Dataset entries
%%

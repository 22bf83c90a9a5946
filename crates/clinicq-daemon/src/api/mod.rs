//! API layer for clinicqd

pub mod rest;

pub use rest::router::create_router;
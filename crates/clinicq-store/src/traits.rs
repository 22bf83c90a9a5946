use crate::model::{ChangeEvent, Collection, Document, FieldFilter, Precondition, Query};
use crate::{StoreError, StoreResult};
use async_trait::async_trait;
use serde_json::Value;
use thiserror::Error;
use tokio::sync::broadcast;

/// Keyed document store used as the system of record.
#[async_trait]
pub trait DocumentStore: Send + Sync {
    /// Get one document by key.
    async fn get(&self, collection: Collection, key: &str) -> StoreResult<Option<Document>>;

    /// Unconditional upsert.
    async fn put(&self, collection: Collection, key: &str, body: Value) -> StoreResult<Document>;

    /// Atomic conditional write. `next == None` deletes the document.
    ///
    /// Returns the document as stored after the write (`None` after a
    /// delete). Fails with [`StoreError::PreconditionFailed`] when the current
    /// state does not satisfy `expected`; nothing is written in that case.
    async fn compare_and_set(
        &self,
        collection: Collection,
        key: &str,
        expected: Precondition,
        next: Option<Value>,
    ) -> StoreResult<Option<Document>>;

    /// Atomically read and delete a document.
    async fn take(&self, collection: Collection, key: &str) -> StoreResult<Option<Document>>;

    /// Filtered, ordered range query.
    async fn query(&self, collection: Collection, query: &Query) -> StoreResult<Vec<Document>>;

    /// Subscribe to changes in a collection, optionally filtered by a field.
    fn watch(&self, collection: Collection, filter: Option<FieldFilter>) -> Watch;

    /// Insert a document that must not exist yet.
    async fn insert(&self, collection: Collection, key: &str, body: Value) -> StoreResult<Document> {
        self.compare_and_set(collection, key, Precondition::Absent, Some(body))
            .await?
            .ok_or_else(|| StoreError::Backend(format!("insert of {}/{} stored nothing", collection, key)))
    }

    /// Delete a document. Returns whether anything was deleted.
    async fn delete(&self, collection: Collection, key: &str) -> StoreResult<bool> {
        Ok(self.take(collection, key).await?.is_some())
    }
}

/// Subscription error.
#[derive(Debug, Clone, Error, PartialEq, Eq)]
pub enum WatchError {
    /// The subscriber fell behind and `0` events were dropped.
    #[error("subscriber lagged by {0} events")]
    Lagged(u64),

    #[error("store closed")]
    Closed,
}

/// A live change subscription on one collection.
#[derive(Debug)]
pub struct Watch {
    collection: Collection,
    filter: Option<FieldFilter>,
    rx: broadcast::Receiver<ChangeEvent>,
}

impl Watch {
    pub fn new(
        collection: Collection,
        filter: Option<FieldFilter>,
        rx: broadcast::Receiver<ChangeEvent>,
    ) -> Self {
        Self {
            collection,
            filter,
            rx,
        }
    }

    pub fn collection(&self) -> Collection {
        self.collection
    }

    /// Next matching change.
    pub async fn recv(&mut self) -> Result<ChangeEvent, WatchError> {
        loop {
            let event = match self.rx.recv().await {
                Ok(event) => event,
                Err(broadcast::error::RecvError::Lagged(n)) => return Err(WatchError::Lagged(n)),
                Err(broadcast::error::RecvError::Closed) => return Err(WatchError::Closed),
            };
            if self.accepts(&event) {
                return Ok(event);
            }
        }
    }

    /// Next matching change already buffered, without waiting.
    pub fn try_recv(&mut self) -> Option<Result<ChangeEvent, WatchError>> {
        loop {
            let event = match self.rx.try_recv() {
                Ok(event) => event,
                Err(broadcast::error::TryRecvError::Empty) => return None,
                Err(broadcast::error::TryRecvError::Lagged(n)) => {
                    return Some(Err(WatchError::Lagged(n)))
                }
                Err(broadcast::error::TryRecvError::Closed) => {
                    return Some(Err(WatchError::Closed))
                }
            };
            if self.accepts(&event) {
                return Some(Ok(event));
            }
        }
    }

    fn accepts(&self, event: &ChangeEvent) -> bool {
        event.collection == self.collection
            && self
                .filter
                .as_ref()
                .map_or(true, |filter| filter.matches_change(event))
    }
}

%%
%%

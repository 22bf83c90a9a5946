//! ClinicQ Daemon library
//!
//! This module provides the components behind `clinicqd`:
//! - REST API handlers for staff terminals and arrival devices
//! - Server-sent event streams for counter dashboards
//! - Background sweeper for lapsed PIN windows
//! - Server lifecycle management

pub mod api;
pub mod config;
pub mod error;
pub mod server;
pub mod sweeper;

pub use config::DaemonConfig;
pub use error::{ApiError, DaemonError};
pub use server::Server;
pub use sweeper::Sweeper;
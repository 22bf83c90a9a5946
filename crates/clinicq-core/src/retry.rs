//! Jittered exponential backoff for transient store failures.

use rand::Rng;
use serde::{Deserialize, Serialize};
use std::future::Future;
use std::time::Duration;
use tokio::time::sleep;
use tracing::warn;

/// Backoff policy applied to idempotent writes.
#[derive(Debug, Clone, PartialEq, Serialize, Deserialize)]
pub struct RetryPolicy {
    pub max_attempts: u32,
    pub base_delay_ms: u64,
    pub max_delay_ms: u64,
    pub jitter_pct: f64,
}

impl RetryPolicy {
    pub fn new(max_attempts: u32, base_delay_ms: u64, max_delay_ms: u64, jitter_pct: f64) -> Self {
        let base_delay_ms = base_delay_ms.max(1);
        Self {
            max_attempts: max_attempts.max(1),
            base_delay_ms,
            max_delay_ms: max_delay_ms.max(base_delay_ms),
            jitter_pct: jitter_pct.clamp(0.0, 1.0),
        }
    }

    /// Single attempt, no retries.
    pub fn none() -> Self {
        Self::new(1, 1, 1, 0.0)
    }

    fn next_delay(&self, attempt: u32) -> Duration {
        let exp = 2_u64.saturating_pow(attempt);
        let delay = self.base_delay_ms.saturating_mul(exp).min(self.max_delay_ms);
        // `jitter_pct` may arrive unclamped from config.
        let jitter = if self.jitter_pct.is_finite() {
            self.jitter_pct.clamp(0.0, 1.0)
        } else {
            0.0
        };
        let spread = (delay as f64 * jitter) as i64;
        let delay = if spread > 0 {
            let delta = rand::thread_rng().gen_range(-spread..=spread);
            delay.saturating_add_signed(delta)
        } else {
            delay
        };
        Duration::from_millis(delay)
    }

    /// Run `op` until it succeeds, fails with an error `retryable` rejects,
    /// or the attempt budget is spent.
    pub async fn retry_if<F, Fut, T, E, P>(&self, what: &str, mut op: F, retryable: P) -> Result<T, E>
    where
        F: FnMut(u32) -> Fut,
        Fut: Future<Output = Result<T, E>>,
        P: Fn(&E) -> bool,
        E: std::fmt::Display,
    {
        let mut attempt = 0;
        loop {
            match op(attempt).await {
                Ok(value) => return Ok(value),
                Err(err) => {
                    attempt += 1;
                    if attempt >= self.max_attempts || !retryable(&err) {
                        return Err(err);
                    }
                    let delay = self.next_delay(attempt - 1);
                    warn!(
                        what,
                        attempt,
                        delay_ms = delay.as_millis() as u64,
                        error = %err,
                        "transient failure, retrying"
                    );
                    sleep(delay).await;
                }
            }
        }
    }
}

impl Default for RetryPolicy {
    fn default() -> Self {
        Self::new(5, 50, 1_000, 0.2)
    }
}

%%
%%

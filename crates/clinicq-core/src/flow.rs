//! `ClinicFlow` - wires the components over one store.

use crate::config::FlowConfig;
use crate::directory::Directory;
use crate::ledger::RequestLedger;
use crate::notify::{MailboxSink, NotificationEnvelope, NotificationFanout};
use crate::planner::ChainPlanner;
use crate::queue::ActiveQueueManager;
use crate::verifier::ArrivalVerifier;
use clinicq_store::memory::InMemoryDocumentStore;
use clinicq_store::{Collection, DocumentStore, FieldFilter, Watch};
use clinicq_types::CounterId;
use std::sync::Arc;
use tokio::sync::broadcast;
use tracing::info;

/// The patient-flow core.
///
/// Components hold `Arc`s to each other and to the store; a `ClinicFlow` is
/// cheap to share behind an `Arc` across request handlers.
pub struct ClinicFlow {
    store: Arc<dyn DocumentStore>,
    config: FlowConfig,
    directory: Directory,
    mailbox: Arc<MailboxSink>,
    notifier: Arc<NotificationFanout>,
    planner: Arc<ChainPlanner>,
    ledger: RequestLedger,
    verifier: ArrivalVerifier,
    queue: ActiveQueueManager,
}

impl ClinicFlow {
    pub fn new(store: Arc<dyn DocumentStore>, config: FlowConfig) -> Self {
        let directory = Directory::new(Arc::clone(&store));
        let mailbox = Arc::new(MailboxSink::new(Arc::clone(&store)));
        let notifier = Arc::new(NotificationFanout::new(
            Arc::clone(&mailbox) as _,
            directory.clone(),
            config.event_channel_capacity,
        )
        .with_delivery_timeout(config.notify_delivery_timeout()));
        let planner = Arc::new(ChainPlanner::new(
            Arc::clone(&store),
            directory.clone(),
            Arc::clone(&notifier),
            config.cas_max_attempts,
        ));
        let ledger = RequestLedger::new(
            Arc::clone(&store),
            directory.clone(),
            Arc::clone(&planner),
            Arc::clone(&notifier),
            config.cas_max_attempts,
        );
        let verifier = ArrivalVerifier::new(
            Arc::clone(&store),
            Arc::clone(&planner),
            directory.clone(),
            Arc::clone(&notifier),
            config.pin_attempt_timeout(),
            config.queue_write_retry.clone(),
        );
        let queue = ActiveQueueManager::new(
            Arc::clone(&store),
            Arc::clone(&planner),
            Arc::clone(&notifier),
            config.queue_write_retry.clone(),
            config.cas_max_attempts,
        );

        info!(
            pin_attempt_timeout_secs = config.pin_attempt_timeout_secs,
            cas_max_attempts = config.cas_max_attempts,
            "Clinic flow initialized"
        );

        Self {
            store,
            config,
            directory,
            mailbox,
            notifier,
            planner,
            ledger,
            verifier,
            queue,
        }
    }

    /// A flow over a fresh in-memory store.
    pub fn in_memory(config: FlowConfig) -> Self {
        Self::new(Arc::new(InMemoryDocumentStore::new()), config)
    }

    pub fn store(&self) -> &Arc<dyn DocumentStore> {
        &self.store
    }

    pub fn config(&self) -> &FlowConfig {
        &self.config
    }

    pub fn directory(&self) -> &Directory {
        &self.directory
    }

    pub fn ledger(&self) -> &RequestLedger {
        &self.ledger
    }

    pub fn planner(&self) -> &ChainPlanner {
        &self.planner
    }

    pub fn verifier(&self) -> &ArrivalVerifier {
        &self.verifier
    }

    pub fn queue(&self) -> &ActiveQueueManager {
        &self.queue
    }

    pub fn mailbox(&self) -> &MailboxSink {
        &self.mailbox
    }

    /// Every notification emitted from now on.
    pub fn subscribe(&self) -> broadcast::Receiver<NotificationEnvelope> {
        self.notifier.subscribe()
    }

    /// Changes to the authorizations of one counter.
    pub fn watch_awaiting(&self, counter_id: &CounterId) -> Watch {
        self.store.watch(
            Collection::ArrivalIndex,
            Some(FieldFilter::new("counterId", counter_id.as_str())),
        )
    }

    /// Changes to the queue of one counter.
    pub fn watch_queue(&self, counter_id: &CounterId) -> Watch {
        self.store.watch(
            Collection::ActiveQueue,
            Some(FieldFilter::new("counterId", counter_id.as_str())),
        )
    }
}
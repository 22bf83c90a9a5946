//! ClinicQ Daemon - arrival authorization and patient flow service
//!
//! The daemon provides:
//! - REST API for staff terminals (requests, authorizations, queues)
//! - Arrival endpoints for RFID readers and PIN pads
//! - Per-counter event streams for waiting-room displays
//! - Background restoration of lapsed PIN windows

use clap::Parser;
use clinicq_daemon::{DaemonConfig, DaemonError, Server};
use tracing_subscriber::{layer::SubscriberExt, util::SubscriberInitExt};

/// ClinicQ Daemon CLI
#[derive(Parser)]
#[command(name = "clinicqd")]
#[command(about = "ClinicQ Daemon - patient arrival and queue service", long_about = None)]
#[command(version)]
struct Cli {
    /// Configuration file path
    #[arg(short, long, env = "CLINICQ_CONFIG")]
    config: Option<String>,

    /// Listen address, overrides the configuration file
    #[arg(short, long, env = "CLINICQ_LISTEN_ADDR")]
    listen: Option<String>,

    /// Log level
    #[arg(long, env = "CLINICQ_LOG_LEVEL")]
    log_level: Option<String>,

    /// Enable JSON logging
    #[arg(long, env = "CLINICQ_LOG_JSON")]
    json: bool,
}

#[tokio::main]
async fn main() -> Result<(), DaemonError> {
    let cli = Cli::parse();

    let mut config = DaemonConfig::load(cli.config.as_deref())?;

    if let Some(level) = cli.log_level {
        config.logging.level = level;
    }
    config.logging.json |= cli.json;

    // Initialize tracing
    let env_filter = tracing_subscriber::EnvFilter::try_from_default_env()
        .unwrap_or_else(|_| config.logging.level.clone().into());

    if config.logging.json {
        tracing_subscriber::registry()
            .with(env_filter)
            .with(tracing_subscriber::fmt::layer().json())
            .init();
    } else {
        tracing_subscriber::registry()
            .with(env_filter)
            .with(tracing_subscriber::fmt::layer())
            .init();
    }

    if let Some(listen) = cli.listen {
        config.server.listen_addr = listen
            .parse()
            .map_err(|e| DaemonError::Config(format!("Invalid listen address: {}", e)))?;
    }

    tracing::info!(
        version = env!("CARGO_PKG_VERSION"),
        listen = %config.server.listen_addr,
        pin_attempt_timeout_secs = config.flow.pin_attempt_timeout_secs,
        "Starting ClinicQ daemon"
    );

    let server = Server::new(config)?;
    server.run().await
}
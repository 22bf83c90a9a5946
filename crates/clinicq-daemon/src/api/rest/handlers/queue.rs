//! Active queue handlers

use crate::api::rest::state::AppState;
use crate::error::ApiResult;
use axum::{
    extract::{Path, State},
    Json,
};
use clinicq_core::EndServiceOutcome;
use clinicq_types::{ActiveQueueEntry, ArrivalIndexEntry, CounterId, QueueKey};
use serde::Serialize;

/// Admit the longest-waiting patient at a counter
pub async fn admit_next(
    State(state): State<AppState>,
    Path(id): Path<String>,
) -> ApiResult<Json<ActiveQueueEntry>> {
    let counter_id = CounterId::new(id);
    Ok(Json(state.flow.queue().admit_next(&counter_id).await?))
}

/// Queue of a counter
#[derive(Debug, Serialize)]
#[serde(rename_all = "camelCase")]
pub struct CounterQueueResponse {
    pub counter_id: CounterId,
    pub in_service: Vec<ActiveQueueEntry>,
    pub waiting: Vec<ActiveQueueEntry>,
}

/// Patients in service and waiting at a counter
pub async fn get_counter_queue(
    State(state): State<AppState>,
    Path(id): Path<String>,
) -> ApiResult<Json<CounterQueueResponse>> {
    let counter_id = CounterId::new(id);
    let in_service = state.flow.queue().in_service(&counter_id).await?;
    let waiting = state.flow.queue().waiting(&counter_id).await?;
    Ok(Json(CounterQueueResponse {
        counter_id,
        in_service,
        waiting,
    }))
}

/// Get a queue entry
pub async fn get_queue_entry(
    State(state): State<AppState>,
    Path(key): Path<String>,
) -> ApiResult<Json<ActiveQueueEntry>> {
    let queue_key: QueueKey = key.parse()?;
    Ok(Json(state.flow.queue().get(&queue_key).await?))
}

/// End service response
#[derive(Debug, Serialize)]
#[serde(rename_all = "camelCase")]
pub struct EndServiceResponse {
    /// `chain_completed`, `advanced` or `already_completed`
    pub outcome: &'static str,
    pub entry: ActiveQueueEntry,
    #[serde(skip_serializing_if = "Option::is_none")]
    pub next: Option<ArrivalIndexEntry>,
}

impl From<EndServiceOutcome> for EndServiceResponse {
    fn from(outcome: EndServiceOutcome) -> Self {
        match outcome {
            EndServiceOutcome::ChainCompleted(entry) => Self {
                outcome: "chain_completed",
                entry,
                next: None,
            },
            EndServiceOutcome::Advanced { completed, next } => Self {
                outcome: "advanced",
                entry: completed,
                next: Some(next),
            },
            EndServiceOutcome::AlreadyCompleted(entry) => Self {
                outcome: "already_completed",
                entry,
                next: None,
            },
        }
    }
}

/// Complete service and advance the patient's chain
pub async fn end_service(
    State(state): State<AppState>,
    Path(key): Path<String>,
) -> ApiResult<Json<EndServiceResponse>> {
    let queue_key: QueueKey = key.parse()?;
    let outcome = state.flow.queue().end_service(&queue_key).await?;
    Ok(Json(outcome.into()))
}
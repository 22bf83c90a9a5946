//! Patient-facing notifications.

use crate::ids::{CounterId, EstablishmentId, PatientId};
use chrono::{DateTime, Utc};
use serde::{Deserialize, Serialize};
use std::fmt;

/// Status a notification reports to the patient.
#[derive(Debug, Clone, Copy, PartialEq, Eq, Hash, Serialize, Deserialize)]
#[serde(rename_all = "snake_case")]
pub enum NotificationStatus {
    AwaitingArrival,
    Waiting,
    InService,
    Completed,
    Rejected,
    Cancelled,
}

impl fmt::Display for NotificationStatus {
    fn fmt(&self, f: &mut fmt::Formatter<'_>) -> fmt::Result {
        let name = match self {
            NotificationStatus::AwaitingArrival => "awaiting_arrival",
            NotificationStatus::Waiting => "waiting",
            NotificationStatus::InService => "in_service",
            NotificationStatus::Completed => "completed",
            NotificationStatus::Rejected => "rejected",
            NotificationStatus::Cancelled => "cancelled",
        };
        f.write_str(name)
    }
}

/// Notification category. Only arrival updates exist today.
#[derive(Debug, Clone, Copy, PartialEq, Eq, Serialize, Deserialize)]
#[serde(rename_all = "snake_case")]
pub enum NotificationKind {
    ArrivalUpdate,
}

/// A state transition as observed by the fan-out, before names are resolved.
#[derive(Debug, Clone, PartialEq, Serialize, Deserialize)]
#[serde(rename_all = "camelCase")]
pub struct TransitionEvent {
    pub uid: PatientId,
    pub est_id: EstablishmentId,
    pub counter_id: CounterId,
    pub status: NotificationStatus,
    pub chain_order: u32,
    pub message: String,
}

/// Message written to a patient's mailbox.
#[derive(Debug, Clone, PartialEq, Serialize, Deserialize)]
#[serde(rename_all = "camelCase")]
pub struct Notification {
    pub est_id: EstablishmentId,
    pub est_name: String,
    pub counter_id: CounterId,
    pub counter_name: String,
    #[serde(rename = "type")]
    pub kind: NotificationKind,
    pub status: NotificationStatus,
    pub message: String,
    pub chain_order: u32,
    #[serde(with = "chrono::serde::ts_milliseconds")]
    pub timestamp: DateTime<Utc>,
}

%%

* TASK DETAILS
Check each line of the entries above for the word "logging". List the ones that have it.

* TASK RESPONSE
    /// Enable JSON logging
        config.logging.level = level;
    config.logging.json |= cli.json;
        .unwrap_or_else(|_| config.logging.level.clone().into());
    if config.logging.json {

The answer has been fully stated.